Segment Open
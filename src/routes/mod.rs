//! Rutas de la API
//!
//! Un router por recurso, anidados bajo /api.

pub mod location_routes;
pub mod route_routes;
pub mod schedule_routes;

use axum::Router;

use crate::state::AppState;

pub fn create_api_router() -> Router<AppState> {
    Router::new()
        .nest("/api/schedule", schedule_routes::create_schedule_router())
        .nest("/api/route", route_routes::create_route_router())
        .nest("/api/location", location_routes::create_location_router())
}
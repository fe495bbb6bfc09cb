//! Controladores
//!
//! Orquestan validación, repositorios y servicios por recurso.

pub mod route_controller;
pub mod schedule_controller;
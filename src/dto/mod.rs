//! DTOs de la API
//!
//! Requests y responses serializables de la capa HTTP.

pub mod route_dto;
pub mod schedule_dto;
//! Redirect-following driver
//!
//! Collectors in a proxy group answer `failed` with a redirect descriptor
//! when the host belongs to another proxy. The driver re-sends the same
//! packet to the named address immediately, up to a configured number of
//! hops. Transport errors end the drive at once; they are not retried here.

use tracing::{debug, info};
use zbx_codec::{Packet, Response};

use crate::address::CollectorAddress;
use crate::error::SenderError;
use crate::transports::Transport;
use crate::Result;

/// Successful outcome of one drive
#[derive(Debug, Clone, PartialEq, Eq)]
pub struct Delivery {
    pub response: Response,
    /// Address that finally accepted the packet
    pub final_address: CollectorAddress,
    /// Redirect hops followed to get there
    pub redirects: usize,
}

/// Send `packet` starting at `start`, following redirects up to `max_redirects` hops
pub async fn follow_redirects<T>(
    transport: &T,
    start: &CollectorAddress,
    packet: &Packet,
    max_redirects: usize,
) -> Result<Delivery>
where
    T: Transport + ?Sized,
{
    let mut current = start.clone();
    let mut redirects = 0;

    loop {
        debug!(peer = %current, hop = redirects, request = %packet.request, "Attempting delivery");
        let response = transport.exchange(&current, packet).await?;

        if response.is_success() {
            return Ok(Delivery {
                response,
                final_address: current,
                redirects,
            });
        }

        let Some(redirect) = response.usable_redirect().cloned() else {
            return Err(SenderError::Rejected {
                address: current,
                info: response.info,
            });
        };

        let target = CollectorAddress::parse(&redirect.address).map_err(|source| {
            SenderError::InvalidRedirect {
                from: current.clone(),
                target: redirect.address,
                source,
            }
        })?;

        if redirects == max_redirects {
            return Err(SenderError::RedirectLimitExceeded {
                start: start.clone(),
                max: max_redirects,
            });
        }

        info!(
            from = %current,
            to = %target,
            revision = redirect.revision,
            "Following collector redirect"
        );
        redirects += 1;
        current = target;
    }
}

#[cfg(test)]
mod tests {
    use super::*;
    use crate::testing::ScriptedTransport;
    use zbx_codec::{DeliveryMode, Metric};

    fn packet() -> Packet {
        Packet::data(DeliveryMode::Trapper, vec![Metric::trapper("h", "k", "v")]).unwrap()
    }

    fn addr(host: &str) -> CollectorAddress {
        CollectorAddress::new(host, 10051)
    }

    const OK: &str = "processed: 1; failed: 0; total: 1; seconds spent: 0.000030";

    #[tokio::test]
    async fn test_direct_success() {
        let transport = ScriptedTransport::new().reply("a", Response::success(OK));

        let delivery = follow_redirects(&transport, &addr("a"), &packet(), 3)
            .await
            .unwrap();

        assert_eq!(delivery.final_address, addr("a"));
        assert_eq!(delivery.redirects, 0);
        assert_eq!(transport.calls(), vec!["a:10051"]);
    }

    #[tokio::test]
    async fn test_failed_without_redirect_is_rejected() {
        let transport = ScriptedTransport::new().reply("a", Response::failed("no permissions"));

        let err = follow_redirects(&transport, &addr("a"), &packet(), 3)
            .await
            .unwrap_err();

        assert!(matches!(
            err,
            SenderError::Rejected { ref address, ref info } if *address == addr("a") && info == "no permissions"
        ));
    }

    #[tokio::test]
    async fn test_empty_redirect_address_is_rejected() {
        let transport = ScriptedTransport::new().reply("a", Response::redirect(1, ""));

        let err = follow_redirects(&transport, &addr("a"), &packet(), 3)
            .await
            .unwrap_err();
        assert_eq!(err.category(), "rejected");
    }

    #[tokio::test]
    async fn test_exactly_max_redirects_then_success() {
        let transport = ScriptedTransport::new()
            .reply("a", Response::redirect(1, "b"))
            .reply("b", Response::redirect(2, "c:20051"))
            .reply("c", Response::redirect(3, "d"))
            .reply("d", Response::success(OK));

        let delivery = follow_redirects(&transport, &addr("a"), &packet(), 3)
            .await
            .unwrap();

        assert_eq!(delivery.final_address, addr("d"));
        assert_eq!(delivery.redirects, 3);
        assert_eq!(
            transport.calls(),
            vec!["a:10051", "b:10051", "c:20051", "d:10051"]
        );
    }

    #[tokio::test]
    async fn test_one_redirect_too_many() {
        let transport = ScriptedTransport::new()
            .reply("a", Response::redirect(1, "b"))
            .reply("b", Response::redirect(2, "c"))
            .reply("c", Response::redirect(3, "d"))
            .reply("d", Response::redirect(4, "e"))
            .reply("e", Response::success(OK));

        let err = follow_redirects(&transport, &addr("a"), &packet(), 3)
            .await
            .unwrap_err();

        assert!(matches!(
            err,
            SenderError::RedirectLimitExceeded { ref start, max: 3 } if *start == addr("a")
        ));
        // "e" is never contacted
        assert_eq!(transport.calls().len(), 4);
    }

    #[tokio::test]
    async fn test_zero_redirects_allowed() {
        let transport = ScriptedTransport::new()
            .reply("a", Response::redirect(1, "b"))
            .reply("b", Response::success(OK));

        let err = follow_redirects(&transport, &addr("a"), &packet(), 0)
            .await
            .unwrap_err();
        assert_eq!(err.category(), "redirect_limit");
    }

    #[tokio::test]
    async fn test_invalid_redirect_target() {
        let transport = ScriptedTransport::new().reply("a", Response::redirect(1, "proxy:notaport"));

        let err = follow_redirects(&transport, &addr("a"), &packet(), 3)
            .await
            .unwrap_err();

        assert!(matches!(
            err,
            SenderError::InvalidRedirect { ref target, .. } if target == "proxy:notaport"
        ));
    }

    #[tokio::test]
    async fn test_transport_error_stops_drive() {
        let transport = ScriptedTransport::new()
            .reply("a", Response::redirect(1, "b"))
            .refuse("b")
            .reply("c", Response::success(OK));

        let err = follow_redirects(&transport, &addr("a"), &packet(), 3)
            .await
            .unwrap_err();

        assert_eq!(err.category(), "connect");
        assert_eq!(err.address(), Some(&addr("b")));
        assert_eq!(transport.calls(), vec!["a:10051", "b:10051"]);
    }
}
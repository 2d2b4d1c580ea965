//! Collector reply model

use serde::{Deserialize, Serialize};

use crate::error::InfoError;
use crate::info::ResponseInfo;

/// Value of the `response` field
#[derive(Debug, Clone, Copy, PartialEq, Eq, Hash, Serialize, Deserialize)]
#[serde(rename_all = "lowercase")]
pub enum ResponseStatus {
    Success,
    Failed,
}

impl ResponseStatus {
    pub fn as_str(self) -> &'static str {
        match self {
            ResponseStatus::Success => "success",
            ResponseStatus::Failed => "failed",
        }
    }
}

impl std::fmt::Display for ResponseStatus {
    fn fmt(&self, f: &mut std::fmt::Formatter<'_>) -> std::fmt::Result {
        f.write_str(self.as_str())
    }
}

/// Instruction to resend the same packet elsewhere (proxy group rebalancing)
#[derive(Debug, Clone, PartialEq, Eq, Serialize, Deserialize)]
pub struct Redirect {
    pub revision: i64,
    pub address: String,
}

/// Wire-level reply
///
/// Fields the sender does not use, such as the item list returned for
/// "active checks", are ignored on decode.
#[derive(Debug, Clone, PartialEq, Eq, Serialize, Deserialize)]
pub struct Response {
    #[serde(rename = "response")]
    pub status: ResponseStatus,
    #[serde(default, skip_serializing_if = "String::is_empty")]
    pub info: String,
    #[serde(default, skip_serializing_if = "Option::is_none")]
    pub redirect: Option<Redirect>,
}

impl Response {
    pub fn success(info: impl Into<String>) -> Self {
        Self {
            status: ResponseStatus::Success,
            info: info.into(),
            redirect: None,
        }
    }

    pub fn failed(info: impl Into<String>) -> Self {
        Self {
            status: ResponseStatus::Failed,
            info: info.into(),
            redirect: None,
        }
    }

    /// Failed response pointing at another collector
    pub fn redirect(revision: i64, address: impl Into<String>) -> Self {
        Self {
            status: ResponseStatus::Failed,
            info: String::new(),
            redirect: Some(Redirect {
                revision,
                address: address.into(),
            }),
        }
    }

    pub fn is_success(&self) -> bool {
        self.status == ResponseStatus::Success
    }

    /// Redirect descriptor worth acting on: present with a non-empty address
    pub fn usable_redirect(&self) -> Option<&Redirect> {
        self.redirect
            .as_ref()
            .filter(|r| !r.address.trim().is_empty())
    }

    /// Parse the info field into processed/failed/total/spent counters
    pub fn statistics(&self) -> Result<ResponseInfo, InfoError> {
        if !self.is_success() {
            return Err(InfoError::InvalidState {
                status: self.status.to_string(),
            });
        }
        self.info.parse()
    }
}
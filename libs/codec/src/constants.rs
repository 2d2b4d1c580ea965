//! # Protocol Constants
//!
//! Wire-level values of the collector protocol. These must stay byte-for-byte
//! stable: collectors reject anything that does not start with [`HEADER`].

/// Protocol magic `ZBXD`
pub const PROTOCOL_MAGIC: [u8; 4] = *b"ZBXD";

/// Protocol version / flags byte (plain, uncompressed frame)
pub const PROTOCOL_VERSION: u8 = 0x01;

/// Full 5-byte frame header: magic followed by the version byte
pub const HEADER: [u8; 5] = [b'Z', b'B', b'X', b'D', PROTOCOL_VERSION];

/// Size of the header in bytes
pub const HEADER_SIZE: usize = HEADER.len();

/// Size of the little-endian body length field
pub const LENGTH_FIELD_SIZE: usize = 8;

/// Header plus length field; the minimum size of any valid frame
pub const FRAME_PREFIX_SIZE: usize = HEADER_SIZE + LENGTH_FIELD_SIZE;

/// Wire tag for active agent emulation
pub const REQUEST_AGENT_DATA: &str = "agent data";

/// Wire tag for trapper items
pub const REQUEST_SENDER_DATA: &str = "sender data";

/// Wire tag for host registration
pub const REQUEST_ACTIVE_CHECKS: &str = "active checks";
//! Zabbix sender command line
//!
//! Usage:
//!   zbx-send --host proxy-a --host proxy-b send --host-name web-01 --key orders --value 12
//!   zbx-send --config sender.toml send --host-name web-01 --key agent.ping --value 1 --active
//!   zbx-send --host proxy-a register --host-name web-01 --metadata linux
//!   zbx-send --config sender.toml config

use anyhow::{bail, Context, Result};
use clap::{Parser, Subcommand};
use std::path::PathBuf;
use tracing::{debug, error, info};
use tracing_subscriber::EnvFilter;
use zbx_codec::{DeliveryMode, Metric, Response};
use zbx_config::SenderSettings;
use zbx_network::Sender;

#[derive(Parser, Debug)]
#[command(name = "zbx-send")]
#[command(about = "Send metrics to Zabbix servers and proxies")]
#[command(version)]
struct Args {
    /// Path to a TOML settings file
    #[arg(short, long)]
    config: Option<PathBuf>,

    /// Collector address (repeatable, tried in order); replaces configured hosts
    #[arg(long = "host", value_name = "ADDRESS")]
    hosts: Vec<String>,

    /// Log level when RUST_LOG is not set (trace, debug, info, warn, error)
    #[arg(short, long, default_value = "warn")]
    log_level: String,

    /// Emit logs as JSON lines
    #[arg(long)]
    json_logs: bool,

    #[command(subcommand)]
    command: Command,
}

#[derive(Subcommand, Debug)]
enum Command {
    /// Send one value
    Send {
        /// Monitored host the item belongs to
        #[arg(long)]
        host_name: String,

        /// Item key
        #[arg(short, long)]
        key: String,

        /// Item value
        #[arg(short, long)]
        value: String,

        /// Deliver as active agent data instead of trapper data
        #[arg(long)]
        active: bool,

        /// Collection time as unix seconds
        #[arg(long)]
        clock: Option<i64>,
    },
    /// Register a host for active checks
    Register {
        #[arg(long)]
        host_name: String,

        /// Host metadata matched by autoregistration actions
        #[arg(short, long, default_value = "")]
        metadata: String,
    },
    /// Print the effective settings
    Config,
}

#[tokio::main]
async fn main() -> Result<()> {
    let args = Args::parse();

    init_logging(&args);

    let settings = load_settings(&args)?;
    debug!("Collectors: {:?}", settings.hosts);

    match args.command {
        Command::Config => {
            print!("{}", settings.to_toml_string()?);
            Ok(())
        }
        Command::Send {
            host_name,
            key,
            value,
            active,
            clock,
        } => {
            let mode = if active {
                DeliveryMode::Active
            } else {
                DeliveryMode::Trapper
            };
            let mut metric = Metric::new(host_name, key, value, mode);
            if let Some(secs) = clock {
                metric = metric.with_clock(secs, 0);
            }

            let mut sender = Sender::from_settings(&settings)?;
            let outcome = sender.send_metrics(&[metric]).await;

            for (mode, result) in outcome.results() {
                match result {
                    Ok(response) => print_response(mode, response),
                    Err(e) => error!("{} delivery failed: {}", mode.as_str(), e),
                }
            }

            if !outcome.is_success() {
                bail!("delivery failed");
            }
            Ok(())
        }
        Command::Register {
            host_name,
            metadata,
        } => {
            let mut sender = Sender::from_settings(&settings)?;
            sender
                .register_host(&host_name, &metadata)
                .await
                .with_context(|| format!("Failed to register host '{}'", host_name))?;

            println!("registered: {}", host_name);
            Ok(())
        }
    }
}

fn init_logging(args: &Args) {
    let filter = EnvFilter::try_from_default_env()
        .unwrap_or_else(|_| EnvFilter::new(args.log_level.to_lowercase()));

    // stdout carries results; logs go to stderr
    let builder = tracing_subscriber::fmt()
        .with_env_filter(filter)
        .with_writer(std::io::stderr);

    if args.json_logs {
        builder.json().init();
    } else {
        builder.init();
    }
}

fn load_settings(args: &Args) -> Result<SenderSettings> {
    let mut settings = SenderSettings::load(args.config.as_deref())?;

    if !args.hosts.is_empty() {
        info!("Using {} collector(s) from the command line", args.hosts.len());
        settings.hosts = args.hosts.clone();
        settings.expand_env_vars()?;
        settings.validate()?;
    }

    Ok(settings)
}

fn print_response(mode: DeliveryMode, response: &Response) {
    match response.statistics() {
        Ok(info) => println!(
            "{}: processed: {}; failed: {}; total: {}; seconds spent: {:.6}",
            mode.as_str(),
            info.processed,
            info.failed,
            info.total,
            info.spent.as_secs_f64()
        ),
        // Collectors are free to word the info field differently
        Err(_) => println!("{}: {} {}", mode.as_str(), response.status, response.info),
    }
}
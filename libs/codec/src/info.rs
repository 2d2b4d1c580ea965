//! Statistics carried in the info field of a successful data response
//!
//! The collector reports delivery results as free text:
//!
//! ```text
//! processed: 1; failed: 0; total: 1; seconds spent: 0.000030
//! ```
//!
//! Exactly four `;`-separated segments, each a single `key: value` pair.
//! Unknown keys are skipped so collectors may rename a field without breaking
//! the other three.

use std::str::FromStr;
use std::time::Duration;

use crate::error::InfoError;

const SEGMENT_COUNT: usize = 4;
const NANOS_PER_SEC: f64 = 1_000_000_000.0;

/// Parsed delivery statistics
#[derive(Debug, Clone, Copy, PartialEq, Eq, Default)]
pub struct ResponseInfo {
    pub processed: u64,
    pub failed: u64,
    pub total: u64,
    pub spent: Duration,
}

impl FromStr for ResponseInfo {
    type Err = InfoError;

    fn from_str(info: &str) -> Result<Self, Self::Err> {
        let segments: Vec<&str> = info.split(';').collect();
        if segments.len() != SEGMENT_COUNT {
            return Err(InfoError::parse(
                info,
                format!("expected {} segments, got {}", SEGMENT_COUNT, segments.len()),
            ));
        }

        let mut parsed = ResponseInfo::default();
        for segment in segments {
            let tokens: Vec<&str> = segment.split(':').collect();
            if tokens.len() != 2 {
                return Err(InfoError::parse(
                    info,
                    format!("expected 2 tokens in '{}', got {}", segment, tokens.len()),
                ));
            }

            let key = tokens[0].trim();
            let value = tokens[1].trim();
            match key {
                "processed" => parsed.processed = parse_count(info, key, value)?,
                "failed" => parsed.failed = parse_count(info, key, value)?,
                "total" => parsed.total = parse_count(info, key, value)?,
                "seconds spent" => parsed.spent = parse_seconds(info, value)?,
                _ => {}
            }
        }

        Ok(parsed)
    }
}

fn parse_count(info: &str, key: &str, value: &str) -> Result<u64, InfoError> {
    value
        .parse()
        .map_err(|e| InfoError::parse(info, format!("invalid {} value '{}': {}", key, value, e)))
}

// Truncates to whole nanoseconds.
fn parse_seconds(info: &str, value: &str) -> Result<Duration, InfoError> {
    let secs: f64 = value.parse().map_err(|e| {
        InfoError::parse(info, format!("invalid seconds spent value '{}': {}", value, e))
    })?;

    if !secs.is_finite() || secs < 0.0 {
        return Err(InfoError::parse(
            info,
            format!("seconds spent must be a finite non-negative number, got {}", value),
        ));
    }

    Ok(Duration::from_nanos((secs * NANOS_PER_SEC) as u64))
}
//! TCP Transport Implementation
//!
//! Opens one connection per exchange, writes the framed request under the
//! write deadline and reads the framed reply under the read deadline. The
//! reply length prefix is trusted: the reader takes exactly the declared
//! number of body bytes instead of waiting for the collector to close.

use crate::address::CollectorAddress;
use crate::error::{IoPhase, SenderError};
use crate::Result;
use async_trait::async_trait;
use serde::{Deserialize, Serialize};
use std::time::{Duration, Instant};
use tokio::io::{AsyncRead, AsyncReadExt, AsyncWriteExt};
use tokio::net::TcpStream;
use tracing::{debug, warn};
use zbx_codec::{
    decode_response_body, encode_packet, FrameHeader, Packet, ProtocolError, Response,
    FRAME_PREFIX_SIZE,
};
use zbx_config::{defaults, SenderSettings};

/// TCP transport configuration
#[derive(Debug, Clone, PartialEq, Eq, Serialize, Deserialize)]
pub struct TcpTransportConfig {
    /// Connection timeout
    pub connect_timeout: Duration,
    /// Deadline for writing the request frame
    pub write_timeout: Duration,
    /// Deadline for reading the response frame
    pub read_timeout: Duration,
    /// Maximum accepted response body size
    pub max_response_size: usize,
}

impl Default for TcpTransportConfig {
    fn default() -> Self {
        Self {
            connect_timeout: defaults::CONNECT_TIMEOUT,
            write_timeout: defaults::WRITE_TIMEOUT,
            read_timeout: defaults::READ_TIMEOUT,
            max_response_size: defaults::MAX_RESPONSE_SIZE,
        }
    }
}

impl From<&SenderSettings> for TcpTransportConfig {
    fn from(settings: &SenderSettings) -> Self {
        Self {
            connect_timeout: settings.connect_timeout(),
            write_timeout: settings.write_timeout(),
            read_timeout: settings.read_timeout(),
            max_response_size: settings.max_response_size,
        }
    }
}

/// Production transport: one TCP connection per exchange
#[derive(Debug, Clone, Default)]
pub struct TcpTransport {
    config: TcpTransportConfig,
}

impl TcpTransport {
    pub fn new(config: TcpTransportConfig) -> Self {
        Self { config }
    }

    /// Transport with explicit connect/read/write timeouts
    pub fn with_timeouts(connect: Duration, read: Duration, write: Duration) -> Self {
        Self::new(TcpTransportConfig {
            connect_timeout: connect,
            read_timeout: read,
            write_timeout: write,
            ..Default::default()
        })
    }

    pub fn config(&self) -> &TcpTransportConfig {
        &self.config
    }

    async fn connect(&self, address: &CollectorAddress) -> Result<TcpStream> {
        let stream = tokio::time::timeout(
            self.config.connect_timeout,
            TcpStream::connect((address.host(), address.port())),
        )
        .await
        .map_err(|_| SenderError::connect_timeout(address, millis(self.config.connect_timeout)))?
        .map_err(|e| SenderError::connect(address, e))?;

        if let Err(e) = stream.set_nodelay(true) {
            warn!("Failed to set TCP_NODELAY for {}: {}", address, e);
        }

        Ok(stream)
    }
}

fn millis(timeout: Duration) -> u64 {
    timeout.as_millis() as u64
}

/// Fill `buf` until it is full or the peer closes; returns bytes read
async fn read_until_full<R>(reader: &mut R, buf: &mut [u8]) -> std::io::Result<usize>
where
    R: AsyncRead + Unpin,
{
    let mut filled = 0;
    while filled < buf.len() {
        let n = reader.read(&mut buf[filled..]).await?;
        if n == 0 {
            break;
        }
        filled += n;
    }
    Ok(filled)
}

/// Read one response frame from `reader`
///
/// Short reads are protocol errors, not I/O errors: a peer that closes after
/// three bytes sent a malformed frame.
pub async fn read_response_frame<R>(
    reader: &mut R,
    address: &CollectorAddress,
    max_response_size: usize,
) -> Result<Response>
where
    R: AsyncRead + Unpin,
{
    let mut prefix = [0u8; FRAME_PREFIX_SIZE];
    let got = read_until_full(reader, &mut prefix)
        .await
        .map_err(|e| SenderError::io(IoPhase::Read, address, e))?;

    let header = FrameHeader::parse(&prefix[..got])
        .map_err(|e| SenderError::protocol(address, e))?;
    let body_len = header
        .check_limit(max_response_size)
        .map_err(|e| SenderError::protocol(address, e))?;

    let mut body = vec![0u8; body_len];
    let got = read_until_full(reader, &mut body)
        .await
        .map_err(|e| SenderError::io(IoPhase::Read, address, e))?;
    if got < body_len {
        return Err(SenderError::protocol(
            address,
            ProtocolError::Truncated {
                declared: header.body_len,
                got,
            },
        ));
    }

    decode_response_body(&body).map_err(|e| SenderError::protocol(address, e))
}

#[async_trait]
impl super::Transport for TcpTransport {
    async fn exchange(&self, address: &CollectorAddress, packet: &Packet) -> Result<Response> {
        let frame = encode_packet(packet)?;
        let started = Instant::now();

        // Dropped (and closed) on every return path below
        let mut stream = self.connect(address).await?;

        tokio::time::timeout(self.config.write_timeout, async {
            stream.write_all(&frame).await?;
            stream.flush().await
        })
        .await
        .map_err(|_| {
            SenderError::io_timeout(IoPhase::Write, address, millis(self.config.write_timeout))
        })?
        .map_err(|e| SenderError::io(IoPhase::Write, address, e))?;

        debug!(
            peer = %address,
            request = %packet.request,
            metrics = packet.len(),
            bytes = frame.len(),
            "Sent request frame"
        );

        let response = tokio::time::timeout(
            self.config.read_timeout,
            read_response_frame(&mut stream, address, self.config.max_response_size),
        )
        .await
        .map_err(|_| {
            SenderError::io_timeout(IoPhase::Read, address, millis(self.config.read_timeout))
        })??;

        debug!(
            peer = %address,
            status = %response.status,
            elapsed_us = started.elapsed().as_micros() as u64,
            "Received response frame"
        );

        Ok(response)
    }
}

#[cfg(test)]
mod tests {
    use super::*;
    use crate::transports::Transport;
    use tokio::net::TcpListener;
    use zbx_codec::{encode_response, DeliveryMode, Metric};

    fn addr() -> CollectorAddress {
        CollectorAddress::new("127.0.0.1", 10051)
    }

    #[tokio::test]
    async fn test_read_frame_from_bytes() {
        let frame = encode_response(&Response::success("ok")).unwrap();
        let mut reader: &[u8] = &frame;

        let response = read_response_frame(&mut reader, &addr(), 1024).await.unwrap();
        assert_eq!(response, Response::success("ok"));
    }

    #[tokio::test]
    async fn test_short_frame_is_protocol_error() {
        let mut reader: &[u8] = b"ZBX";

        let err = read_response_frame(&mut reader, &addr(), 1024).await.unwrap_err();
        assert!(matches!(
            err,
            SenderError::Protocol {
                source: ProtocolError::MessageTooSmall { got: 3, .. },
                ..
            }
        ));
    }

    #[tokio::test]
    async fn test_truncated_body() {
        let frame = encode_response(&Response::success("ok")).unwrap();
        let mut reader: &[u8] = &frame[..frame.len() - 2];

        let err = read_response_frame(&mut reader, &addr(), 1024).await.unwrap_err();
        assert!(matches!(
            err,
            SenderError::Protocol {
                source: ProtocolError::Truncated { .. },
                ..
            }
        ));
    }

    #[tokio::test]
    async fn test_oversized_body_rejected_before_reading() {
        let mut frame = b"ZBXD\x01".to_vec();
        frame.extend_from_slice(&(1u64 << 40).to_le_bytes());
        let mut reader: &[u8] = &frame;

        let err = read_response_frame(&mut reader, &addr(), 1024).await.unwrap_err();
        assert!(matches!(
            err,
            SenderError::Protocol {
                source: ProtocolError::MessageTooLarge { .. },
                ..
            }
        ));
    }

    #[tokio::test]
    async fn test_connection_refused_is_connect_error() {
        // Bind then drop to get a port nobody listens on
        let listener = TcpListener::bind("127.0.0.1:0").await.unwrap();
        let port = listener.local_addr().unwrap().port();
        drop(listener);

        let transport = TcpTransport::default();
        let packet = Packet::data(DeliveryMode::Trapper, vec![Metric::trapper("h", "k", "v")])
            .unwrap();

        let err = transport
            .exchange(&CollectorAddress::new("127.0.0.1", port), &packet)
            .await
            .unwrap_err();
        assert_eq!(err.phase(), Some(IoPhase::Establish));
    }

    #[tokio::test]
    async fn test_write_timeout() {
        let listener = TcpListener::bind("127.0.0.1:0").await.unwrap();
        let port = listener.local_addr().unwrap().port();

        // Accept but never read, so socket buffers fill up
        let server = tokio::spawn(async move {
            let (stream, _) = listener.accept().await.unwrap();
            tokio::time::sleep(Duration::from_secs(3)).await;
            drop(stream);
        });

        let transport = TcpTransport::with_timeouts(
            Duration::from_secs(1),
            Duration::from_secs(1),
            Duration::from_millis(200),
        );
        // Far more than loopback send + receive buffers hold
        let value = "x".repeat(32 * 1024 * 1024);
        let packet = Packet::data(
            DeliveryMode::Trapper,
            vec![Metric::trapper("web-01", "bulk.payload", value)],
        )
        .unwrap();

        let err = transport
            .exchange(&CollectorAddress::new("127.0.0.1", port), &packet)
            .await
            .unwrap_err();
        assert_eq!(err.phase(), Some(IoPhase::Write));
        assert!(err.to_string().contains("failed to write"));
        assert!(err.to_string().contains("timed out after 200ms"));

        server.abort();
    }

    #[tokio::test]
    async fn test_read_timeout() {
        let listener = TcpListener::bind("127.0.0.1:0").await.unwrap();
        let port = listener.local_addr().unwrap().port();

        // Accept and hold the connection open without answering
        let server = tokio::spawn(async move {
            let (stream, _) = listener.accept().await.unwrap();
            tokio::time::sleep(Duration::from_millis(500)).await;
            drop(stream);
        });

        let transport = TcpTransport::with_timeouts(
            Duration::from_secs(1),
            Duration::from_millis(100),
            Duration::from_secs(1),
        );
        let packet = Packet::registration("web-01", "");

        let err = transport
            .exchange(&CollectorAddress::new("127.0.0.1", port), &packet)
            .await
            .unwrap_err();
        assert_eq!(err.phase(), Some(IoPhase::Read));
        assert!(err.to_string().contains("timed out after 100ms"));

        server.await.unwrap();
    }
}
Segment Closed
_Brief_
Your answer should be a single number: the count of lines in the records that contain "Copy".

_Output below_
2